---------- Exercise input

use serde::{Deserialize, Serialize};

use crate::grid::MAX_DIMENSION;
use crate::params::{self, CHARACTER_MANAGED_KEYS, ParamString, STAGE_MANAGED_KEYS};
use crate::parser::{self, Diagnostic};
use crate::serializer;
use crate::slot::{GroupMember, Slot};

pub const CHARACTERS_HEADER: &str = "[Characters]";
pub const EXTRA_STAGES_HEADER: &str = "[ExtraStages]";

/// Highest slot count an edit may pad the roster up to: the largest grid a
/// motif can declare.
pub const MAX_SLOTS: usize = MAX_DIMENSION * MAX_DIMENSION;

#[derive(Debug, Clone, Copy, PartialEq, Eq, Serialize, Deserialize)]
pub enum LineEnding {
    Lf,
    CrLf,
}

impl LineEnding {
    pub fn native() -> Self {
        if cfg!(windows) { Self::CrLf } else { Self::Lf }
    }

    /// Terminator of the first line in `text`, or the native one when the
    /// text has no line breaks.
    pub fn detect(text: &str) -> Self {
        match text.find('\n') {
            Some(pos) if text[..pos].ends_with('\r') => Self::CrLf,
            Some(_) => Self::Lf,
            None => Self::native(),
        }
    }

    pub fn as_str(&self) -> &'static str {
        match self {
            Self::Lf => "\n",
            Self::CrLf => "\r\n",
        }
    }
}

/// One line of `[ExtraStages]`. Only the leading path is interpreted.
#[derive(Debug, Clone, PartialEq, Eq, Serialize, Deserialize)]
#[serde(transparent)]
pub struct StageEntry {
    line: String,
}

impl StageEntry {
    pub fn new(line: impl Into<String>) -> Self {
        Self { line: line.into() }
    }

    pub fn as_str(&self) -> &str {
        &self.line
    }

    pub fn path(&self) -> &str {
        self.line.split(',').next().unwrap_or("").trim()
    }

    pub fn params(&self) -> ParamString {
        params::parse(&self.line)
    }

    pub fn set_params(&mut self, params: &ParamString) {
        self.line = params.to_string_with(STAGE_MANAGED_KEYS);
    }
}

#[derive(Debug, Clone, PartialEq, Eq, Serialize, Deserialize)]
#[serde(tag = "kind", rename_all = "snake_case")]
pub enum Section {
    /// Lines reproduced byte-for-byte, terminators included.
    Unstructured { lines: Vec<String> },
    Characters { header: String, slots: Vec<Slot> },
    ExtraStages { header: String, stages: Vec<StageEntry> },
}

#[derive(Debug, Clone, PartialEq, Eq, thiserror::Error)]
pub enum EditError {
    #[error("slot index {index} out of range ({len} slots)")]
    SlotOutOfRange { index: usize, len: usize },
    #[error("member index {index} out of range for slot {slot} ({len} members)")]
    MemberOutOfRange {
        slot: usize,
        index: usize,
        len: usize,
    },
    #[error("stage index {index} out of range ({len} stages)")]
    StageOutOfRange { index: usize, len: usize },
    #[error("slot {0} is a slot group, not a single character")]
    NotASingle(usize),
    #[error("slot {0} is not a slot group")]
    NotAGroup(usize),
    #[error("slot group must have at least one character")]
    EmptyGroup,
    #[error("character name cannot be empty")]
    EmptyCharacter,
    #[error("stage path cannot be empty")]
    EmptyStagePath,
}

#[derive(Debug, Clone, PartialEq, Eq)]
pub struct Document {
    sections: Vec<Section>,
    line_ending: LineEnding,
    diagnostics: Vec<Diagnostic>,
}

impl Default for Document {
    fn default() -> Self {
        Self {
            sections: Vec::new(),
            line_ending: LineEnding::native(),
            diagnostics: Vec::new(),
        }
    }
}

--------------------
---------- Exercise input

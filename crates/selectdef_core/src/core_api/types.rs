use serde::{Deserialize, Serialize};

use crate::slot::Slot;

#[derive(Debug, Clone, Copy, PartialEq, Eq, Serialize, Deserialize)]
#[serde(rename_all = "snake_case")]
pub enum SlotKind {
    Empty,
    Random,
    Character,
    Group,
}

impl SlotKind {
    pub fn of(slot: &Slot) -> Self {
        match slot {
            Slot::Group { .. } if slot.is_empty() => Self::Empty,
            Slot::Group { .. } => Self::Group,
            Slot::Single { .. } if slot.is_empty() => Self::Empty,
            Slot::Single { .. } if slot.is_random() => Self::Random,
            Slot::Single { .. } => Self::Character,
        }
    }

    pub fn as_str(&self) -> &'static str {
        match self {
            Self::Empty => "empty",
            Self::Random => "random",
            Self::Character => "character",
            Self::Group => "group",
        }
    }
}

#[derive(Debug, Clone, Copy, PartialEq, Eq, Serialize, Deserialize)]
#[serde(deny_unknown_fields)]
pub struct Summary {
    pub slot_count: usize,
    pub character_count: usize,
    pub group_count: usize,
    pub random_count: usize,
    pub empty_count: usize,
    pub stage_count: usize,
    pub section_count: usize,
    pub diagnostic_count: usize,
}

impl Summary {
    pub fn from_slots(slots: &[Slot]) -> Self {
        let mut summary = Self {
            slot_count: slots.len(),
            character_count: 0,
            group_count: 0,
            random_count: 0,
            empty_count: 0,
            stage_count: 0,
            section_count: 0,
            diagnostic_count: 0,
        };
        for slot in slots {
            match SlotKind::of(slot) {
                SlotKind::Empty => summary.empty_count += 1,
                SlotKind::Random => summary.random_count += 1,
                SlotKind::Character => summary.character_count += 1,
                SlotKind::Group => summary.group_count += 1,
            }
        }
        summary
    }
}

--------------------

* Your goal: Lines containing the word "CrLf" are to be located in the entries and copied.

* Exercise result:
    CrLf,
        if cfg!(windows) { Self::CrLf } else { Self::Lf }
            Some(pos) if text[..pos].ends_with('\r') => Self::CrLf,
            Self::CrLf => "\r\n",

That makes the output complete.